*TASK STATEMENT:* Using the records below, repeat exactly the lines from the one holding "repository f2e16889391849bd" through the one holding "validating catalog data.", both ends included, and no others.

*DATASET CONTENT:*
-=-=-=-=-
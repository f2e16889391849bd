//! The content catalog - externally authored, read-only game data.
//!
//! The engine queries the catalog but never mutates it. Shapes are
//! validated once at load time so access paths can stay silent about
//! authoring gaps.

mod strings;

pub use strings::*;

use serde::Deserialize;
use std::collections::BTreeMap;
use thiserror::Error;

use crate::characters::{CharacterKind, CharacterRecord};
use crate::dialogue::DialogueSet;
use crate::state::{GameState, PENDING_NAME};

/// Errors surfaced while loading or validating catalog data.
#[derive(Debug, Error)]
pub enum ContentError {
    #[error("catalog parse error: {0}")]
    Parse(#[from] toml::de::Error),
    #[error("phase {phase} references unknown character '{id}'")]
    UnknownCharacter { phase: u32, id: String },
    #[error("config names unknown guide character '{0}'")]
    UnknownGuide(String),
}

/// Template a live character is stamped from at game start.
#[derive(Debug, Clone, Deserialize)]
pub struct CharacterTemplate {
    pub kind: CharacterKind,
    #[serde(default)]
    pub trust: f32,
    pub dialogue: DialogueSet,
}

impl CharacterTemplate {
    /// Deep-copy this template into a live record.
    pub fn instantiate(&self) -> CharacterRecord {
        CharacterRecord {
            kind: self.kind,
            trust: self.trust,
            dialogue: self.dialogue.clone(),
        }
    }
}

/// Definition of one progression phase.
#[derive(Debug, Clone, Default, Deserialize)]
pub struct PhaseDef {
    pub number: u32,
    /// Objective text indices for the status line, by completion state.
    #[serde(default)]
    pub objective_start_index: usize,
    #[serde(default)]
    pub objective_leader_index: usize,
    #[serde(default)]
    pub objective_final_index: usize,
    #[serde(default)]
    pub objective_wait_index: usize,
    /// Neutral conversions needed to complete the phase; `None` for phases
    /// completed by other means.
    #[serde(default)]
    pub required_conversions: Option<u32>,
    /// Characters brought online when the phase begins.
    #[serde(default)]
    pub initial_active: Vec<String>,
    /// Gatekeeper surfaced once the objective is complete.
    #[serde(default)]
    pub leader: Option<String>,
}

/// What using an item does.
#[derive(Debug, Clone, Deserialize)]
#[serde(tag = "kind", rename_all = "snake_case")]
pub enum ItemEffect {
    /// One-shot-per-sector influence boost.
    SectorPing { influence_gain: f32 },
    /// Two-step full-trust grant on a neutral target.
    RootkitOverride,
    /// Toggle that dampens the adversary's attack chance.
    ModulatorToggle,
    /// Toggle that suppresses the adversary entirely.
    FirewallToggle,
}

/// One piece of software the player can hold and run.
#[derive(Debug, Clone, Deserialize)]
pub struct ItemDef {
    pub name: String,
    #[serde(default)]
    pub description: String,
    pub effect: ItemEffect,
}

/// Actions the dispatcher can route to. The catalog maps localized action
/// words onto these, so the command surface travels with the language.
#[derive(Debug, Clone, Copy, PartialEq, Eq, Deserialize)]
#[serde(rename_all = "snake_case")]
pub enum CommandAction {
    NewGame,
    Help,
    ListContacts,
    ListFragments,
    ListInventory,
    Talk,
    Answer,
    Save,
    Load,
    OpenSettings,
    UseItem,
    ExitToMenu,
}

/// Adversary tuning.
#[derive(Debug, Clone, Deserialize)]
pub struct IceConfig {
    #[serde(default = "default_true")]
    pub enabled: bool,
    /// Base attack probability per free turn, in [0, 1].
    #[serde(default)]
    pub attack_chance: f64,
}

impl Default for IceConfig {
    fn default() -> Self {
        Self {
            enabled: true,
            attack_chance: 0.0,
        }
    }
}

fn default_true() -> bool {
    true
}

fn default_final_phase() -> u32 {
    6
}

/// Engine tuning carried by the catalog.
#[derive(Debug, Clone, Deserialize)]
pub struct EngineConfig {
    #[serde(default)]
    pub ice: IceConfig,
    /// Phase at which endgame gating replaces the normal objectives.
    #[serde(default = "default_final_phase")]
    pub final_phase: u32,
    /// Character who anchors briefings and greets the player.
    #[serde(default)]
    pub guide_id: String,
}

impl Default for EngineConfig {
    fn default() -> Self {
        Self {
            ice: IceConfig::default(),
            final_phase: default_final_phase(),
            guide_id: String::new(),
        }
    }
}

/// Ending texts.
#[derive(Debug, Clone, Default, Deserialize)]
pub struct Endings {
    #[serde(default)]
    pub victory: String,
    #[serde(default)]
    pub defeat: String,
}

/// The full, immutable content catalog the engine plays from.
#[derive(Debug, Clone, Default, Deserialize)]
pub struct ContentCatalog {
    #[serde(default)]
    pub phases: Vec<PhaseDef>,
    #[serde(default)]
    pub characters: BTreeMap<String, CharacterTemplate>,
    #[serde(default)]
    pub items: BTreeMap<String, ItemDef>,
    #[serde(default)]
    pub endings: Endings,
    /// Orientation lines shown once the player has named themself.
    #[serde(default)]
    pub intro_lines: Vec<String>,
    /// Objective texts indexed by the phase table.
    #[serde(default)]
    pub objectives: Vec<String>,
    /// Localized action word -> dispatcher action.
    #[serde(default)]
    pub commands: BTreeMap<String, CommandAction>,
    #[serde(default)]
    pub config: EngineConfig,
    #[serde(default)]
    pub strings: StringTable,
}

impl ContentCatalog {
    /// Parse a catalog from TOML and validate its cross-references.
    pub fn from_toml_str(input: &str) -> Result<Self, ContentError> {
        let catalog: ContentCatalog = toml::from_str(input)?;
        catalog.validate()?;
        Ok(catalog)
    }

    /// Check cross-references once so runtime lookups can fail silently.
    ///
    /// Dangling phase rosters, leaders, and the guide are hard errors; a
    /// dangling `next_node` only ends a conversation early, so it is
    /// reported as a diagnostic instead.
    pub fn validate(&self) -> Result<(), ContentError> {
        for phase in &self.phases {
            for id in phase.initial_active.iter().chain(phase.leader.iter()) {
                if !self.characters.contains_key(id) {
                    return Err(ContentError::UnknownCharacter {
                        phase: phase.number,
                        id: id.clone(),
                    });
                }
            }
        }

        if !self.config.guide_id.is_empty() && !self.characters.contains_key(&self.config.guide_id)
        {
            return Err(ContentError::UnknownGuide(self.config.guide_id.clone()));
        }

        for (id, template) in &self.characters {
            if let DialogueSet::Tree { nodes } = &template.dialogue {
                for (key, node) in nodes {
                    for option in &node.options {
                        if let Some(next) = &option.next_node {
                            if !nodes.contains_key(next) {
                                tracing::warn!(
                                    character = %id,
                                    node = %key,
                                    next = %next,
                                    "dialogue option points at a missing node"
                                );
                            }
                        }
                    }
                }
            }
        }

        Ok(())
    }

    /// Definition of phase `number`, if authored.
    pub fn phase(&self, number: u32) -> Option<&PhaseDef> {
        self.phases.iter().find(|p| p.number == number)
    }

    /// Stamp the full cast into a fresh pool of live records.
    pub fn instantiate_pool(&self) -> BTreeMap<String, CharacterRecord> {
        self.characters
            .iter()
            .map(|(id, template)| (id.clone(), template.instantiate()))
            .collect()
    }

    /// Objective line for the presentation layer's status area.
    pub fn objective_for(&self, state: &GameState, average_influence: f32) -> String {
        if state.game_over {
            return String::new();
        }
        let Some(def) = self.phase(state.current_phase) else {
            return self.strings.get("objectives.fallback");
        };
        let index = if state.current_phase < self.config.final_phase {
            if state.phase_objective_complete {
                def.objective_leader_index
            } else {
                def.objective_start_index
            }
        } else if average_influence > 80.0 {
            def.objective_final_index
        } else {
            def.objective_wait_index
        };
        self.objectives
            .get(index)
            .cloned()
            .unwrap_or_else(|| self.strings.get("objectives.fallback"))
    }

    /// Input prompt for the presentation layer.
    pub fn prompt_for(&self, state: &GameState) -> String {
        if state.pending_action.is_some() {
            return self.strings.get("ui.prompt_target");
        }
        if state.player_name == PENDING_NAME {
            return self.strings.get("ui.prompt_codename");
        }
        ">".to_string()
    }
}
-=-=-=-=-
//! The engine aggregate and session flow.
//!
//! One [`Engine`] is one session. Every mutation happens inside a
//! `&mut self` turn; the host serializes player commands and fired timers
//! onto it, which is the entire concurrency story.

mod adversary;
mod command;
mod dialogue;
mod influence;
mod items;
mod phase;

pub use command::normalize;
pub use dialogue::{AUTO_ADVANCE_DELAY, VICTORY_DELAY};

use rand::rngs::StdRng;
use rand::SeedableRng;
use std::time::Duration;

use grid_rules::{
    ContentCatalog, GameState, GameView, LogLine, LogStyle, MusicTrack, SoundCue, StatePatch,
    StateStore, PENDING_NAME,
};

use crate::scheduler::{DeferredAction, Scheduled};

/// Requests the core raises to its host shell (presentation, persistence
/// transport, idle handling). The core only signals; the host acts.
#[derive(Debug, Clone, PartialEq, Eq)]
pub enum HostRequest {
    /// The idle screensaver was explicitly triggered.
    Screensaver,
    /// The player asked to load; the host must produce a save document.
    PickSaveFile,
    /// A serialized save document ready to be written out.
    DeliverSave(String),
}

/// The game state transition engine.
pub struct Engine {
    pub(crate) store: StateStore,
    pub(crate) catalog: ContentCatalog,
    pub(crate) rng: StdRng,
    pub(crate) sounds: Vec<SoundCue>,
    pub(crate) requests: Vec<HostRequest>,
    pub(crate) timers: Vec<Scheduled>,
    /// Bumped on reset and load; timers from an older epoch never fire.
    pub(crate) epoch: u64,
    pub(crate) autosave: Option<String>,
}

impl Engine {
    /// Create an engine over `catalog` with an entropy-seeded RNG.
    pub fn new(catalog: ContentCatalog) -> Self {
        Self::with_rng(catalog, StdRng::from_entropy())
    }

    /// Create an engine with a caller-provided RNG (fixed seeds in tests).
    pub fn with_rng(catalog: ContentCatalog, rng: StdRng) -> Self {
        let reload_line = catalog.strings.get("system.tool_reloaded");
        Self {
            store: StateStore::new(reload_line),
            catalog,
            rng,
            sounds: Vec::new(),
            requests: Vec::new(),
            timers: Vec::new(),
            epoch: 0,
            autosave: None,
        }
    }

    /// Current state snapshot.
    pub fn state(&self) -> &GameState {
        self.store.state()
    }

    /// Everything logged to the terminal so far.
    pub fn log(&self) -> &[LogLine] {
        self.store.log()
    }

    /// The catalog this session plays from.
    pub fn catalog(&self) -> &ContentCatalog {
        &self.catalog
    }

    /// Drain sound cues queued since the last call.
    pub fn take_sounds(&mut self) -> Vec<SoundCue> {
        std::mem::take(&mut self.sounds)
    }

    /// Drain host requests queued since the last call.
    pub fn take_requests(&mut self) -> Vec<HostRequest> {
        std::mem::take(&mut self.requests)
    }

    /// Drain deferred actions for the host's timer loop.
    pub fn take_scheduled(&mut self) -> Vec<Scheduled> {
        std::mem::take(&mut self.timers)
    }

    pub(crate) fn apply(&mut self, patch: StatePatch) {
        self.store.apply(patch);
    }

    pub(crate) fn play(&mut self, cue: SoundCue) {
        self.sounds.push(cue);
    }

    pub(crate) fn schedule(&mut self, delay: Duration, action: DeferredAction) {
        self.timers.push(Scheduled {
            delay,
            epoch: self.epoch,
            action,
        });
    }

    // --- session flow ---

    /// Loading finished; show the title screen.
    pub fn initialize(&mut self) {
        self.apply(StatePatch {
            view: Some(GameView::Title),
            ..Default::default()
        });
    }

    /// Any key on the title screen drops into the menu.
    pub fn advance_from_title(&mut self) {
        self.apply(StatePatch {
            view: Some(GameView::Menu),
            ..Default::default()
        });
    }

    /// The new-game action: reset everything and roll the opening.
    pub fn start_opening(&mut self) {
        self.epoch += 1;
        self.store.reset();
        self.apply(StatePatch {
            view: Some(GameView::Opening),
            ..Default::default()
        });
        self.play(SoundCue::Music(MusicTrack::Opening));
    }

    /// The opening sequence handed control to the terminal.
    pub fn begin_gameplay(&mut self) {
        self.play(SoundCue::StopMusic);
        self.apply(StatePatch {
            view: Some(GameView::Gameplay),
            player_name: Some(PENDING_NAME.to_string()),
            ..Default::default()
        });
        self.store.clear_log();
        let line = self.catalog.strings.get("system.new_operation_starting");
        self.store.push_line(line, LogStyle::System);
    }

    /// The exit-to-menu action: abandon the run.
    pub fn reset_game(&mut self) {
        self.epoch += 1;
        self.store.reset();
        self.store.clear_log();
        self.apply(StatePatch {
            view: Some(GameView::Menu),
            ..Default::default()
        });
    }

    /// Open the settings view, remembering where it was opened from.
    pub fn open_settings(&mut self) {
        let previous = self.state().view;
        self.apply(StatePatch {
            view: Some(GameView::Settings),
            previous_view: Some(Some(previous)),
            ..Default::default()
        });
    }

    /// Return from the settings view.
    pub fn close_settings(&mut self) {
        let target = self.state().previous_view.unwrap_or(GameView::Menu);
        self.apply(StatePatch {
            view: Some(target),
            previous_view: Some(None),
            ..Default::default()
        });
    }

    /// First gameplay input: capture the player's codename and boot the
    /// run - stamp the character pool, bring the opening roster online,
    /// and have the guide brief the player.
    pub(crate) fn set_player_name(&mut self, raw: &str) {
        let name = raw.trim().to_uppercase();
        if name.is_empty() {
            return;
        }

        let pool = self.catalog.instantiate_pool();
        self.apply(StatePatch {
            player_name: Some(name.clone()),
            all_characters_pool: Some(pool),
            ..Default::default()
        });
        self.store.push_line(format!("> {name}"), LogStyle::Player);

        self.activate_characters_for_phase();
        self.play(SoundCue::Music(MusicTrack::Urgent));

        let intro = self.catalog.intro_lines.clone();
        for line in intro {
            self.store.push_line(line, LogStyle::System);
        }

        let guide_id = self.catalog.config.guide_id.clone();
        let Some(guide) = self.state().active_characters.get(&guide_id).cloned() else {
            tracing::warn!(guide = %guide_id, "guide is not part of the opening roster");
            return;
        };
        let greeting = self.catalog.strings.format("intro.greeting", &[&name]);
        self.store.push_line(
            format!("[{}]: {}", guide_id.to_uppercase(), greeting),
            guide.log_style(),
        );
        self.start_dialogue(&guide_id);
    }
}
-=-=-=-=-
*TASK SOLUTION:*
repository f2e16889391849bd
//! The content catalog - externally authored, read-only game data.
//!
//! The engine queries the catalog but never mutates it. Shapes are
//! validated once at load time so access paths can stay silent about
//! authoring gaps.

mod strings;

pub use strings::*;

use serde::Deserialize;
use std::collections::BTreeMap;
use thiserror::Error;

use crate::characters::{CharacterKind, CharacterRecord};
use crate::dialogue::DialogueSet;
use crate::state::{GameState, PENDING_NAME};

/// Errors surfaced while loading or validating catalog data.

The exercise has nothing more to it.